WASHINGTON: US authorities are in the "advanced" stages of a criminal probe that could result in an indictment of Chinese technology giant Huawei, a report said Wednesday.
The Wall Street Journal, citing anonymous sources, said the Department of Justice is looking into allegations of theft of trade secrets from Huawei's US business partners, including a T-Mobile robotic device used to test smartphones.
Huawei and the Department of Justice declined to comment on the media report.
However, Huawei noted that "Huawei and T-Mobile settled their disputes in 2017 following a US jury verdict finding neither damage, unjust enrichment nor willful and malicious conduct by Huawei in T-Mobile's trade secret claim."
The move would further escalate tensions between the US and China after the arrest last year in Canada of Huawei's chief financial officer Meng Wanzhou, who is the daughter of the company founder.

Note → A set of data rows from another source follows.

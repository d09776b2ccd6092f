//! Storage collaborators behind the persistence tier.
//!
//! The tier only needs three operations (append a timestamped price, read the
//! newest price, list the newest N prices) so they are expressed as the
//! [`PriceStorage`] trait. Two implementations are provided:
//!
//! - [`MemoryStorage`] — a mutex-guarded map of per-ticker append-only vectors.
//! - [`FileStorage`] — a JSON-lines journal replayed into a `MemoryStorage` on
//!   open, so stored prices survive restarts of the tier.
//!
//! Implementations do their own locking; the tier calls them concurrently from
//! every connection worker without further serialization.
use std::collections::HashMap;
use std::fs::{self, File, OpenOptions};
use std::io::Write;
use std::path::{Path, PathBuf};
use std::sync::Mutex;

use chrono::{DateTime, Utc};
use log::{info, warn};
use price_common::reply::HISTORY_SEPARATOR;
use price_common::{Price, PriceError, Result, Ticker};
use serde::{Deserialize, Serialize};

/// Wire format of history timestamps.
pub const TIMESTAMP_FORMAT: &str = "%Y-%m-%d %H:%M:%S";

/// One stored price observation.
#[derive(Debug, Clone, PartialEq, Eq, Serialize, Deserialize)]
pub struct HistoryRecord {
    /// Instrument the price belongs to.
    pub ticker: Ticker,
    /// Price text as saved.
    pub price: Price,
    /// Moment the tier stored the price.
    pub timestamp: DateTime<Utc>,
}

impl HistoryRecord {
    /// Render as a history line: `<timestamp>: <price>`.
    pub fn to_line(&self) -> String {
        format!(
            "{}{}{}",
            self.timestamp.format(TIMESTAMP_FORMAT),
            HISTORY_SEPARATOR,
            self.price
        )
    }
}

/// Storage operations required by the persistence tier.
pub trait PriceStorage: Send + Sync {
    /// Append `price` for `ticker`, stamped with the current time.
    fn insert(&self, ticker: &Ticker, price: &Price) -> Result<()>;

    /// Most recently stored price of `ticker`.
    fn latest(&self, ticker: &Ticker) -> Result<Option<(Ticker, Price)>>;

    /// Up to `limit` records of `ticker`, newest first.
    fn recent(&self, ticker: &Ticker, limit: usize) -> Result<Vec<HistoryRecord>>;
}

/// In-memory storage. Records of a ticker are kept in insertion order.
#[derive(Default)]
pub struct MemoryStorage {
    records: Mutex<HashMap<Ticker, Vec<HistoryRecord>>>,
}

impl MemoryStorage {
    /// Create an empty store.
    pub fn new() -> Self {
        Self::default()
    }

    fn push(&self, record: HistoryRecord) -> Result<()> {
        let mut records = self.records.lock()?;
        records.entry(record.ticker.clone()).or_default().push(record);
        Ok(())
    }

    /// Stamp and append under one lock, so insertion order is timestamp order.
    fn stamp(&self, ticker: &Ticker, price: &Price) -> Result<HistoryRecord> {
        let mut records = self.records.lock()?;
        let record = HistoryRecord {
            ticker: ticker.clone(),
            price: price.clone(),
            timestamp: Utc::now(),
        };
        records.entry(ticker.clone()).or_default().push(record.clone());
        Ok(record)
    }
}

impl PriceStorage for MemoryStorage {
    fn insert(&self, ticker: &Ticker, price: &Price) -> Result<()> {
        self.stamp(ticker, price).map(|_| ())
    }

    fn latest(&self, ticker: &Ticker) -> Result<Option<(Ticker, Price)>> {
        let records = self.records.lock()?;
        Ok(records
            .get(ticker)
            .and_then(|history| history.last())
            .map(|record| (record.ticker.clone(), record.price.clone())))
    }

    fn recent(&self, ticker: &Ticker, limit: usize) -> Result<Vec<HistoryRecord>> {
        let records = self.records.lock()?;
        Ok(records
            .get(ticker)
            .map(|history| history.iter().rev().take(limit).cloned().collect())
            .unwrap_or_default())
    }
}

/// Append-only JSON-lines journal with an in-memory index.
pub struct FileStorage {
    path: PathBuf,
    journal: Mutex<File>,
    index: MemoryStorage,
}

impl FileStorage {
    /// Open (or create) the journal at `path` and replay it.
    ///
    /// Lines that fail to decode are skipped with a warning so a torn final
    /// write does not prevent the tier from starting.
    pub fn open(path: impl AsRef<Path>) -> Result<Self> {
        let path = path.as_ref().to_path_buf();
        let index = MemoryStorage::new();
        let mut replayed = 0usize;

        let mut needs_newline = false;

        if path.exists() {
            let contents = fs::read_to_string(&path)?;
            needs_newline = !contents.is_empty() && !contents.ends_with('\n');
            for (number, line) in contents.lines().enumerate() {
                if line.trim().is_empty() {
                    continue;
                }
                match serde_json::from_str::<HistoryRecord>(line) {
                    Ok(record) => {
                        index.push(record)?;
                        replayed += 1;
                    }
                    Err(e) => warn!(
                        "Skipping unreadable journal line {} in {}: {}",
                        number + 1,
                        path.display(),
                        e
                    ),
                }
            }
        }

        let mut journal = OpenOptions::new().create(true).append(true).open(&path)?;
        if needs_newline {
            // Terminate a torn final record so the next append starts a fresh line.
            journal.write_all(b"\n")?;
        }
        info!("Opened journal {} ({} records)", path.display(), replayed);
        Ok(Self {
            path,
            journal: Mutex::new(journal),
            index,
        })
    }

    /// Location of the journal file.
    pub fn path(&self) -> &Path {
        &self.path
    }
}

impl PriceStorage for FileStorage {
    fn insert(&self, ticker: &Ticker, price: &Price) -> Result<()> {
        // The journal lock spans stamping, the write and the index push, so the
        // journal and the index agree on order.
        let mut journal = self.journal.lock()?;
        let record = HistoryRecord {
            ticker: ticker.clone(),
            price: price.clone(),
            timestamp: Utc::now(),
        };
        let mut line = serde_json::to_vec(&record)?;
        line.push(b'\n');
        let written = journal.write_all(&line).and_then(|()| journal.flush());
        written.map_err(|e| PriceError::Storage(format!("journal write failed: {e}")))?;
        self.index.push(record)
    }

    fn latest(&self, ticker: &Ticker) -> Result<Option<(Ticker, Price)>> {
        self.index.latest(ticker)
    }

    fn recent(&self, ticker: &Ticker, limit: usize) -> Result<Vec<HistoryRecord>> {
        self.index.recent(ticker, limit)
    }
}

#[cfg(test)]
mod tests {
    use super::*;
    use chrono::TimeZone;
    use std::sync::Arc;
    use std::thread;

    fn ticker(s: &str) -> Ticker {
        s.parse().unwrap()
    }

    fn price(s: &str) -> Price {
        s.parse().unwrap()
    }

    #[test]
    fn latest_is_last_inserted() {
        let storage = MemoryStorage::new();
        assert_eq!(storage.latest(&ticker("ITUB4")).unwrap(), None);

        storage.insert(&ticker("ITUB4"), &price("30.10")).unwrap();
        storage.insert(&ticker("ITUB4"), &price("30.25")).unwrap();
        storage.insert(&ticker("BBAS3"), &price("55.00")).unwrap();

        assert_eq!(
            storage.latest(&ticker("ITUB4")).unwrap(),
            Some((ticker("ITUB4"), price("30.25")))
        );
    }

    #[test]
    fn recent_is_newest_first_and_bounded() {
        let storage = MemoryStorage::new();
        for i in 0..12 {
            storage.insert(&ticker("WEGE3"), &price(&format!("{i}.0"))).unwrap();
        }
        let recent = storage.recent(&ticker("WEGE3"), 10).unwrap();
        assert_eq!(recent.len(), 10);
        assert_eq!(recent[0].price, price("11.0"));
        assert_eq!(recent[9].price, price("2.0"));
        assert!(storage.recent(&ticker("NONE"), 10).unwrap().is_empty());
    }

    fn assert_newest_first(records: &[HistoryRecord]) {
        let inversions = records
            .windows(2)
            .filter(|pair| pair[0].timestamp < pair[1].timestamp)
            .count();
        assert_eq!(inversions, 0);
    }

    fn hammer(storage: Arc<dyn PriceStorage>, threads: usize, per_thread: usize) {
        let handles: Vec<_> = (0..threads)
            .map(|t| {
                let storage = Arc::clone(&storage);
                thread::spawn(move || {
                    for i in 0..per_thread {
                        storage
                            .insert(&ticker("RENT3"), &price(&format!("{t}.{i}")))
                            .unwrap();
                    }
                })
            })
            .collect();
        for handle in handles {
            handle.join().unwrap();
        }
    }

    #[test]
    fn concurrent_inserts_stay_newest_first() {
        let storage = Arc::new(MemoryStorage::new());
        hammer(storage.clone(), 8, 2000);

        let recent = storage.recent(&ticker("RENT3"), usize::MAX).unwrap();
        assert_eq!(recent.len(), 16000);
        assert_newest_first(&recent);
    }

    #[test]
    fn concurrent_file_inserts_replay_in_the_same_order() {
        let dir = tempfile::tempdir().unwrap();
        let path = dir.path().join("prices.jsonl");
        let storage = Arc::new(FileStorage::open(&path).unwrap());
        hammer(storage.clone(), 4, 300);
        let before = storage.recent(&ticker("RENT3"), usize::MAX).unwrap();
        drop(storage);

        let after = FileStorage::open(&path)
            .unwrap()
            .recent(&ticker("RENT3"), usize::MAX)
            .unwrap();
        assert_newest_first(&before);
        assert_eq!(before, after);
    }

    #[test]
    fn history_line_format() {
        let record = HistoryRecord {
            ticker: ticker("ABEV3"),
            price: price("12.34"),
            timestamp: Utc.with_ymd_and_hms(2024, 5, 17, 14, 3, 9).unwrap(),
        };
        assert_eq!(record.to_line(), "2024-05-17 14:03:09: 12.34");
    }

    #[test]
    fn file_storage_survives_reopen() {
        let dir = tempfile::tempdir().unwrap();
        let path = dir.path().join("prices.jsonl");
        {
            let storage = FileStorage::open(&path).unwrap();
            storage.insert(&ticker("MGLU3"), &price("2.10")).unwrap();
            storage.insert(&ticker("MGLU3"), &price("2.15")).unwrap();
        }

        let reopened = FileStorage::open(&path).unwrap();
        assert_eq!(
            reopened.latest(&ticker("MGLU3")).unwrap(),
            Some((ticker("MGLU3"), price("2.15")))
        );
        assert_eq!(reopened.recent(&ticker("MGLU3"), 10).unwrap().len(), 2);
    }

    #[test]
    fn file_storage_skips_torn_lines() {
        let dir = tempfile::tempdir().unwrap();
        let path = dir.path().join("prices.jsonl");
        {
            let storage = FileStorage::open(&path).unwrap();
            storage.insert(&ticker("B3SA3"), &price("11.11")).unwrap();
        }
        let mut file = OpenOptions::new().append(true).open(&path).unwrap();
        file.write_all(b"{\"ticker\":\"B3SA3\",\"pri").unwrap();
        drop(file);

        let reopened = FileStorage::open(&path).unwrap();
        assert_eq!(reopened.recent(&ticker("B3SA3"), 10).unwrap().len(), 1);
        reopened.insert(&ticker("B3SA3"), &price("11.20")).unwrap();
        drop(reopened);

        let again = FileStorage::open(&path).unwrap();
        let recent = again.recent(&ticker("B3SA3"), 10).unwrap();
        assert_eq!(recent.len(), 2);
        assert_eq!(recent[0].price, price("11.20"));
        assert_eq!(again.path(), path.as_path());
    }
}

The case of Meng, under house arrest awaiting proceedings, has inflamed US-China and Canada-China relations.
Two Canadians have been detained in China since Meng's arrest and a third has been sentenced to death on drug trafficking charges -- moves observers see as attempts by Beijing to pressure Ottawa over her case.
Huawei, the second-largest global smartphone maker and biggest producer of telecommunications equipment, has for years been under scrutiny in the US over purported links to the Chinese government.
Huawei's reclusive founder Ren Zhengfei, in a rare media interview Tuesday, forcefully denied accusations that his firm engaged in espionage on behalf of the Chinese government.
The tensions come amid a backdrop of President Donald Trump's efforts to get more manufacturing on US soil and slap hefty tariffs on Chinese goods for what he claims are unfair trade practices by Beijing.
In a related move, lawmakers introduced a bill to ban the export of American parts and components to Chinese telecom companies that are in violation of US export control or sanctions laws -- with Huawei and fellow Chinese firm ZTE the likely targets.
"Huawei is effectively an intelligence-gathering arm of the Chinese Communist Party whose founder and CEO was an engineer for the People's Liberation Army," said Republican Senator Tom Cotton, one of the bill's sponsors.
Democratic Senator Chris Van Hollen said in the same statement: "Huawei and ZTE are two sides of the same coin. Both companies have repeatedly violated US laws, represent a significant risk to American national security interests and need to be held accountable."
Last year, Trump reached a deal with ZTE that eases tough financial penalties on the firm for helping Iran and North Korea evade American sanctions.
Trump said his decision in May to spare ZTE came following an appeal by Chinese President Xi Jinping to help save Chinese jobs.